Metabolism of Inositol(1,4,5)trisphosphate by a Soluble Enzyme Fraction from Pea (Pisum sativum) Roots

Department of Cell Biology, John Innes Institute, Colney Lane, Norwich NR4 7UH, Great Britain, A.F.R.C. Institute of Plant Science Research, John Innes Centre for Plant Science Research, Colney Lane, Norwich NR4 7UH, Great Britain, School of Biological Sciences, University of East Anglia, Norwich NR4 7TJ, Great Britain

Metabolism of the putative messenger molecule D-myo-inositol(1,4,5)trisphosphate [Ins(1,4,5)P₃] in plant cells has been studied using a soluble fraction from pea (Pisum sativum) roots as enzyme source and [5-³²P]Ins(1,4,5)P₃ and [2-³H]Ins(1,4,5)P₃ as tracers.
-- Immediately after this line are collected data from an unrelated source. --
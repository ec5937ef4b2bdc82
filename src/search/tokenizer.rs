//! Result filter and tokenizer / 结果过滤与分词
//!
//! Normalizes free-text queries and result display strings so they can be
//! compared byte-wise: / 将查询与结果字符串归一化后做子串比较：
//! - HTML tag and entity stripping / 去除 HTML 标签与实体
//! - Noise and punctuation removal / 去除噪声词与标点
//! - NFKD decomposition with accent folding / NFKD 分解并去除变音符号
//!
//! Matching is AND-semantics substring containment, no scoring.
//! 匹配采用全词命中的子串包含语义，不做打分。

use std::collections::HashSet;
use std::panic::{catch_unwind, AssertUnwindSafe};

use once_cell::sync::Lazy;
use regex::Regex;
use unicode_normalization::char::is_combining_mark;
use unicode_normalization::UnicodeNormalization;

use super::schema::RawResult;

static HTML_TAG: Lazy<Regex> = Lazy::new(|| Regex::new(r"<[^>]*>").unwrap());
static HTML_ENTITY: Lazy<Regex> = Lazy::new(|| Regex::new(r"(?i)&[a-z#0-9]+;").unwrap());
// 噪声词与标点集合，统一替换为空格
static NOISE: Lazy<Regex> = Lazy::new(|| {
    Regex::new(r"\.torrent|www\.|\.com|\.net|[\\/%_;\-.()\[\]\n\rÐ&~{}*@^'=!,¡|#ÀÁ]").unwrap()
});
static SPACES: Lazy<Regex> = Lazy::new(|| Regex::new(r"\s+").unwrap());

/// Strip HTML tags and entities / 去除 HTML 标签与实体
pub fn strip_html(text: &str) -> String {
    let no_tags = HTML_TAG.replace_all(text, "");
    HTML_ENTITY.replace_all(&no_tags, "").into_owned()
}

/// Strip HTML, drop noise words and punctuation, collapse whitespace
/// 去除 HTML、噪声词和标点，并压缩空白
pub fn sanitize(text: &str) -> String {
    let stripped = strip_html(text);
    let cleaned = NOISE.replace_all(&stripped, " ");
    SPACES.replace_all(&cleaned, " ").trim().to_string()
}

/// Canonical decomposition, accent folding and lower-casing
/// 规范分解、去除变音符号并转小写
///
/// `normalize("Café")` and `normalize("Cafe")` yield the same value.
pub fn normalize(text: &str) -> String {
    text.nfkd()
        .filter(|c| !is_combining_mark(*c))
        .collect::<String>()
        .to_lowercase()
}

/// Tokenize a query into a deduplicated set of normalized tokens
/// 将查询切分为去重后的归一化词元
pub fn tokenize(keywords: &str) -> Vec<String> {
    let sanitized = sanitize(keywords);
    let mut seen = HashSet::new();
    let mut tokens = Vec::new();
    for word in sanitized.split_whitespace() {
        let norm = normalize(word);
        if norm.is_empty() {
            continue;
        }
        if seen.insert(norm.clone()) {
            tokens.push(norm);
        }
    }
    tokens
}

/// Haystack for matching: display name, crawl-parent display name and
/// filename, run through the same pipeline as the query tokens.
/// 匹配用的干草堆：结果名、父结果名与文件名，经过与查询相同的归一化。
fn haystack(result: &RawResult) -> String {
    let mut text = String::new();
    text.push_str(&result.display_name);
    if let Some(parent) = result.crawl_parent() {
        text.push(' ');
        text.push_str(&parent.display_name);
    }
    if let Some(filename) = result.filename() {
        text.push(' ');
        text.push_str(filename);
    }
    normalize(&sanitize(&text))
}

/// AND-semantics match: every token must appear as a substring.
/// An empty token set matches nothing. / 全部词元命中才算匹配，空词元集不匹配。
pub fn matches(tokens: &[String], result: &RawResult) -> bool {
    if tokens.is_empty() {
        return false;
    }
    let hay = haystack(result);
    tokens.iter().all(|token| hay.contains(token.as_str()))
}

/// Filter one delivered batch. A malformed result that panics while being
/// stringified aborts the whole batch to empty instead of unwinding into
/// the delivery pipeline. / 过滤单个批次，畸形结果导致整批置空而不向上传播。
pub fn filter_batch(tokens: &[String], results: &[RawResult]) -> Vec<RawResult> {
    if results.is_empty() {
        return Vec::new();
    }
    catch_unwind(AssertUnwindSafe(|| {
        results
            .iter()
            .filter(|result| matches(tokens, result))
            .cloned()
            .collect()
    }))
    .unwrap_or_default()
}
Ins(1,4,5)P₃ was rapidly converted into both lower and higher inositol phosphates. The major dephosphorylation product was inositol(4,5)bisphosphate [Ins(4,5)P₂] whereas inositol(1,4)bisphosphate [Ins(1,4)P₂] was only present in very small quantities throughout a 15 minute incubation period. In addition to these compounds, small amounts of nine other metabolites were produced including inositol and inositol(1,4,5,X)P₄. Dephosphorylation of Ins(1,4,5)P₃ to Ins(4,5)P₂ was dependent on Ins(1,4,5)P₃ concentration and was partially inhibited by the phosphohydrolase inhibitors 2,3-diphosphoglycerate, glucose 6-phosphate, and p-nitrophenylphosphate. Conversion of Ins(1,4,5)P₃ to Ins(4,5)P₂ and Ins(1,4,5,X)P₄ was inhibited by 55 micromolar Ca²⁺. This study demonstrates that enzymes are present in plant tissues which are capable of rapidly converting Ins(1,4,5)P₃ and that pathways of inositol phosphate metabolism exist which may prove to be unique to the plant kingdom.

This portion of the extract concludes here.